Randomness and chief executives

I've posted previously about the misattribution (in my opinion) of business success to the actions of superstar chief execs, or company boards in general. I think the business press is particularly bad for this. I've also thought for quite a while that what really delivers results may a) happen much lower down the corporate ladder (ie some subtle change in processes that has a significant effect) and b) might not ever actually be identified.

Going further, Nassim Nicholas Taleb suggests in the great book Fooled By Randomness, that great corporate performance might just be ...err... random in any case, and as such this raises questions about how we pay execs. Here's an excerpt from the book's postscript:

Lower-ranking persons in [an] enterprise are judged on both process and results - in fact, owing to the repeptitive aspect of their efforts, their process converges rapidly to results. But top management is only paid on results - no matter the process. There seems to be no such thing as a foolish decision if it results in profits...

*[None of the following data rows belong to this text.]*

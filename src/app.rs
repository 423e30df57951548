//! Wiring between the CLI, the pricing gateway and the view engine
//!
//! Everything here is independent of how results are printed, so the whole
//! pipeline can be driven with fake sources in tests.

use chrono::{DateTime, Utc};
use llmcost_core::error::Result;
use llmcost_core::types::{CostBreakdown, TokenCounts};
use llmcost_core::view::{DerivedView, ViewState};
use llmcost_pricing::cache_store::{CacheStore, FileCacheStore, MemoryCacheStore};
use llmcost_pricing::catalog::HttpCatalog;
use llmcost_pricing::cost_calculator::CostCalculator;
use llmcost_pricing::currency::{Currency, CurrencyConverter, ExchangeRateApi, RateSource};
use llmcost_pricing::gateway::{CatalogOrigin, LoadedCatalog, PricingGateway};
use std::path::PathBuf;
use std::sync::Arc;
use std::time::Duration;
use tracing::{debug, info};

/// Where the pricing cache lives
#[derive(Debug, Clone, PartialEq, Eq)]
pub enum CacheLocation {
    /// Platform cache directory
    Default,
    /// Explicit directory
    Dir(PathBuf),
    /// Process memory only; nothing survives the run
    Memory,
}

/// Runtime settings built from the command line
#[derive(Debug, Clone)]
pub struct Settings {
    pub tokens: TokenCounts,
    pub view: ViewState,
    /// Maximum number of table rows, applied after sorting
    pub limit: Option<usize>,
    pub currency: Currency,
    /// Bypass a fresh cache entry
    pub refresh: bool,
    pub cache: CacheLocation,
    pub cache_ttl: Duration,
    pub catalog_url: String,
    /// Timeout for every HTTP request
    pub timeout: Duration,
}

/// Open the cache store for `location`
pub fn build_store(location: &CacheLocation) -> Result<Arc<dyn CacheStore>> {
    let store: Arc<dyn CacheStore> = match location {
        CacheLocation::Default => Arc::new(FileCacheStore::default_location()?),
        CacheLocation::Dir(dir) => Arc::new(FileCacheStore::new(dir)),
        CacheLocation::Memory => Arc::new(MemoryCacheStore::new()),
    };
    Ok(store)
}

/// Gateway over the configured catalog endpoint and cache
pub fn build_gateway(settings: &Settings) -> Result<PricingGateway> {
    let source = HttpCatalog::new(settings.catalog_url.as_str(), settings.timeout)?;
    let store = build_store(&settings.cache)?;
    debug!(
        "Pricing from {} with {:?} cache, ttl {}s",
        source.url(),
        settings.cache,
        settings.cache_ttl.as_secs()
    );
    Ok(PricingGateway::new(Arc::new(source), store, settings.cache_ttl))
}

/// Exchange rate client sharing the catalog timeout
pub fn build_rate_source(settings: &Settings) -> Result<ExchangeRateApi> {
    Ok(ExchangeRateApi::public(settings.timeout)?)
}

/// Load the catalog, bypassing a fresh cache when `refresh` is set
///
/// # Errors
///
/// Fails only when the catalog could not be fetched and nothing was cached
pub async fn load_catalog(gateway: &PricingGateway, refresh: bool) -> Result<LoadedCatalog> {
    let catalog = if refresh {
        gateway.refresh().await?
    } else {
        gateway.load_models().await?
    };

    match &catalog.origin {
        CatalogOrigin::Cache => debug!("Loaded {} models from cache", catalog.models.len()),
        CatalogOrigin::Network => info!("Loaded {} models from catalog", catalog.models.len()),
        CatalogOrigin::StaleCache { .. } => {
            info!("Loaded {} models from expired cache", catalog.models.len())
        }
    }

    Ok(catalog)
}

/// Priced catalog ready to be viewed
#[derive(Debug, Clone)]
pub struct Comparison {
    /// Catalog the rows were priced from
    pub catalog: LoadedCatalog,
    /// Conversion applied to every row
    pub converter: CurrencyConverter,
    /// One row per model, in catalog order
    pub rows: Vec<CostBreakdown>,
    pub tokens: TokenCounts,
}

impl Comparison {
    /// When the pricing data was fetched
    pub fn fetched_at(&self) -> DateTime<Utc> {
        self.catalog.fetched_at
    }

    /// Derive table and chart views, truncating the table to `limit` rows
    ///
    /// The chart is derived before truncation so the row limit never hides
    /// models from it.
    pub fn derive(&self, state: &ViewState, limit: Option<usize>) -> DerivedView<'_> {
        let mut view = state.derive(&self.rows);
        if let Some(limit) = limit {
            view.table.truncate(limit);
        }
        view
    }
}

/// Load pricing and resolve the currency concurrently, then price every model
///
/// # Errors
///
/// Fails only when no pricing data is available at all; currency problems
/// fall back to built-in rates.
pub async fn compare(
    gateway: &PricingGateway,
    rates: &dyn RateSource,
    settings: &Settings,
) -> Result<Comparison> {
    let (catalog, converter) = tokio::join!(
        load_catalog(gateway, settings.refresh),
        CurrencyConverter::resolve(rates, settings.currency)
    );
    let catalog = catalog?;

    let calculator = CostCalculator::with_converter(&converter);
    let rows = calculator.calculate_all(&catalog.models, &settings.tokens);

    Ok(Comparison {
        catalog,
        converter,
        rows,
        tokens: settings.tokens,
    })
}
/// Sort direction
#[derive(Debug, Clone, Copy, PartialEq, Eq, Hash, Default, Serialize, Deserialize)]
#[serde(rename_all = "snake_case")]
pub enum SortDirection {
    #[default]
    Ascending,
    Descending,
}

/// Sort key and direction; defaults to total cost ascending
#[derive(Debug, Clone, Copy, PartialEq, Eq, Default, Serialize, Deserialize)]
pub struct SortSpec {
    pub field: SortField,
    pub direction: SortDirection,
}

impl SortSpec {
    /// Ascending sort on `field`
    pub fn ascending(field: SortField) -> Self {
        Self {
            field,
            direction: SortDirection::Ascending,
        }
    }

    /// Descending sort on `field`
    pub fn descending(field: SortField) -> Self {
        Self {
            field,
            direction: SortDirection::Descending,
        }
    }

    /// Compare two rows on this spec's field and direction
    pub fn compare(&self, a: &CostBreakdown, b: &CostBreakdown) -> Ordering {
        let ordering = match self.field {
            SortField::Name => a.model.name.cmp(&b.model.name),
            SortField::Provider => a.model.provider.cmp(&b.model.provider),
            SortField::InputPrice => a
                .model
                .input_price_per_million
                .total_cmp(&b.model.input_price_per_million),
            SortField::OutputPrice => a
                .model
                .output_price_per_million
                .total_cmp(&b.model.output_price_per_million),
            SortField::TotalCost => a.total_cost.total_cmp(&b.total_cost),
            SortField::ContextWindow => a.model.context_window.cmp(&b.model.context_window),
        };

        match self.direction {
            SortDirection::Ascending => ordering,
            SortDirection::Descending => ordering.reverse(),
        }
    }
}

/// Provider and free-text filter for the table view
///
/// Both criteria are optional and combine with AND.
#[derive(Debug, Clone, Default, PartialEq, Eq)]
pub struct ModelFilter {
    /// Provider label to keep; `None` keeps every provider
    pub provider: Option<String>,
    /// Case-insensitive substring matched against name or id
    pub search: Option<String>,
}

impl ModelFilter {
    /// Create a new filter with no restrictions
    pub fn new() -> Self {
        Self::default()
    }

    /// Restrict to one provider; `"All"` (any case) or blank clears the restriction
    pub fn with_provider(mut self, provider: impl Into<String>) -> Self {
        let provider = provider.into();
        let provider = provider.trim();
        self.provider = if provider.is_empty() || provider.eq_ignore_ascii_case(ALL_PROVIDERS) {
            None
        } else {
            Some(provider.to_string())
        };
        self
    }

    /// Set the search text; blank text clears it
    pub fn with_search(mut self, search: impl Into<String>) -> Self {
        let search = search.into();
        let search = search.trim();
        self.search = if search.is_empty() {
            None
        } else {
            Some(search.to_lowercase())
        };
        self
    }

    /// Check if a model passes the filter
    pub fn matches(&self, model: &ModelRecord) -> bool {
        if let Some(provider) = &self.provider {
            if !model.provider.eq_ignore_ascii_case(provider) {
                return false;
            }
        }

        if let Some(search) = &self.search {
            let in_name = model.name.to_lowercase().contains(search.as_str());
            let in_id = model.id.as_str().to_lowercase().contains(search.as_str());
            if !in_name && !in_id {
                return false;
            }
        }

        true
    }
}

/// Ordered set of pinned model ids
///
/// Insertion order is kept because the chart shows selected models in the
/// order the user picked them.
#[derive(Debug, Clone, Default, PartialEq, Eq)]
pub struct Selection {
    ids: Vec<ModelId>,
}

impl Selection {
    /// Create an empty selection
    pub fn new() -> Self {
        Self::default()
    }

    /// Build a selection, dropping duplicate ids
    pub fn from_ids<I, T>(ids: I) -> Self
    where
        I: IntoIterator<Item = T>,
        T: Into<ModelId>,
    {
        let mut selection = Self::new();
        for id in ids {
            selection.insert(id.into());
        }
        selection
    }

    /// Add an id; returns false if it was already selected
    pub fn insert(&mut self, id: ModelId) -> bool {
        if self.contains(&id) {
            return false;
        }
        self.ids.push(id);
        true
    }

    /// Remove an id; returns false if it was not selected
    pub fn remove(&mut self, id: &ModelId) -> bool {
        let before = self.ids.len();
        self.ids.retain(|selected| selected != id);
        self.ids.len() != before
    }

    /// Select the id if absent, deselect it if present
    pub fn toggle(&mut self, id: ModelId) {
        if !self.remove(&id) {
            self.ids.push(id);
        }
    }

    pub fn contains(&self, id: &ModelId) -> bool {
        self.ids.contains(id)
    }

    pub fn is_empty(&self) -> bool {
        self.ids.is_empty()
    }

    pub fn len(&self) -> usize {
        self.ids.len()
    }

    pub fn iter(&self) -> impl Iterator<Item = &ModelId> {
        self.ids.iter()
    }
}

/// How the chart view picks its rows
#[derive(Debug, Clone, PartialEq, Eq)]
pub enum ChartMode {
    /// The most expensive cost-positive rows of the table view
    TopPaid { cap: usize },
    /// Exactly the selected models, in selection order
    Selected(Vec<ModelId>),
}

impl ChartMode {
    /// Resolve the mode for the current selection
    ///
    /// A non-empty selection always wins over the automatic top-N view.
    pub fn resolve(selection: &Selection, cap: usize) -> Self {
        if selection.is_empty() {
            ChartMode::TopPaid { cap }
        } else {
            ChartMode::Selected(selection.iter().cloned().collect())
        }
    }
}

/// Caller-held view state
#[derive(Debug, Clone, PartialEq, Eq)]
pub struct ViewState {
    pub filter: ModelFilter,
    pub sort: SortSpec,
    pub selection: Selection,
    pub chart_cap: usize,
}

impl Default for ViewState {
    fn default() -> Self {
        Self {
            filter: ModelFilter::default(),
            sort: SortSpec::default(),
            selection: Selection::default(),
            chart_cap: DEFAULT_CHART_CAP,
        }
    }
}

impl ViewState {
    pub fn new() -> Self {
        Self::default()
    }

    pub fn with_filter(mut self, filter: ModelFilter) -> Self {
        self.filter = filter;
        self
    }

    pub fn with_sort(mut self, sort: SortSpec) -> Self {
        self.sort = sort;
        self
    }

    pub fn with_selection(mut self, selection: Selection) -> Self {
        self.selection = selection;
        self
    }

    pub fn with_chart_cap(mut self, cap: usize) -> Self {
        self.chart_cap = cap;
        self
    }

    /// Current chart mode
    pub fn chart_mode(&self) -> ChartMode {
        ChartMode::resolve(&self.selection, self.chart_cap)
    }

    /// Derive both views in one pass
    pub fn derive<'a>(&self, rows: &'a [CostBreakdown]) -> DerivedView<'a> {
        let table = table_view(rows, &self.filter, &self.sort, &self.selection);
        let mode = self.chart_mode();
        let chart = chart_view(rows, &table, &mode);
        DerivedView { table, chart, mode }
    }
}

/// Output of [`ViewState::derive`]
#[derive(Debug, Clone)]
pub struct DerivedView<'a> {
    /// Filtered and sorted table rows
    pub table: Vec<&'a CostBreakdown>,
    /// Rows for the chart
    pub chart: Vec<&'a CostBreakdown>,
    /// The mode the chart rows were picked with
    pub mode: ChartMode,
}

/// Filter then sort rows for the table
pub fn table_view<'a>(
    rows: &'a [CostBreakdown],
    filter: &ModelFilter,
    sort: &SortSpec,
    selection: &Selection,
) -> Vec<&'a CostBreakdown> {
    let mut table: Vec<&CostBreakdown> =
        rows.iter().filter(|row| filter.matches(&row.model)).collect();
    sort_rows(&mut table, sort, selection);
    table
}

/// Stable sort with selected rows pinned ahead of unselected ones
pub fn sort_rows(rows: &mut [&CostBreakdown], sort: &SortSpec, selection: &Selection) {
    if selection.is_empty() {
        rows.sort_by(|a, b| sort.compare(a, b));
        return;
    }

    rows.sort_by(|a, b| {
        let a_pinned = selection.contains(a.id());
        let b_pinned = selection.contains(b.id());
        b_pinned
            .cmp(&a_pinned)
            .then_with(|| sort.compare(a, b))
    });
}

/// Rows for the chart under the given mode
///
/// `Selected` looks ids up in the full row set so table filters do not apply.
/// Ids that are not present in `rows` are skipped.
pub fn chart_view<'a>(
    rows: &'a [CostBreakdown],
    table: &[&'a CostBreakdown],
    mode: &ChartMode,
) -> Vec<&'a CostBreakdown> {
    match mode {
        ChartMode::Selected(ids) => {
            let by_id: HashMap<&ModelId, &CostBreakdown> =
                rows.iter().map(|row| (row.id(), row)).collect();
            ids.iter().filter_map(|id| by_id.get(id).copied()).collect()
        }
        ChartMode::TopPaid { cap } => {
            let mut paid: Vec<&CostBreakdown> = table
                .iter()
                .copied()
                .filter(|row| row.total_cost > 0.0)
                .collect();
            paid.sort_by(|a, b| b.total_cost.total_cmp(&a.total_cost));
            paid.truncate(*cap);
            paid
        }
    }
}

/// Number of models per provider label
pub fn provider_counts<'a, I>(models: I) -> BTreeMap<String, usize>
where
    I: IntoIterator<Item = &'a ModelRecord>,
{
    let mut counts = BTreeMap::new();
    for model in models {
        *counts.entry(model.provider.clone()).or_insert(0) += 1;
    }
    counts
}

Now take a peek inside the chief executive suite. Clearly, the decisions there are not repeatable. CEOs take a small number of large decisions, more like the person walking into the casino with a single million-dollar bet. External factors, such as the environment, play a considerably larger role than with the [lower ranking employee]. The link between the skill of the CEO and the results of the company are tenuous. By some argument, the boss of the company may be unskilled labour but one who presents the necessary attributes of charisma and the package that makes for good MBA talk. In other words, he may be subject to the monkey-on-the-typewriter problem. There are so many companies doing all kinds of things that some of them are bound to make "the right decision."


He goes on to argue that shareholders therefore need to reflect of what executives really deliver, and whether their rewards are appropriate. If only!

PS. On the subject of executive pay, Snowflake5 blog has a nice post asking why institutions aren't under more pressure in respect of their voting on pay.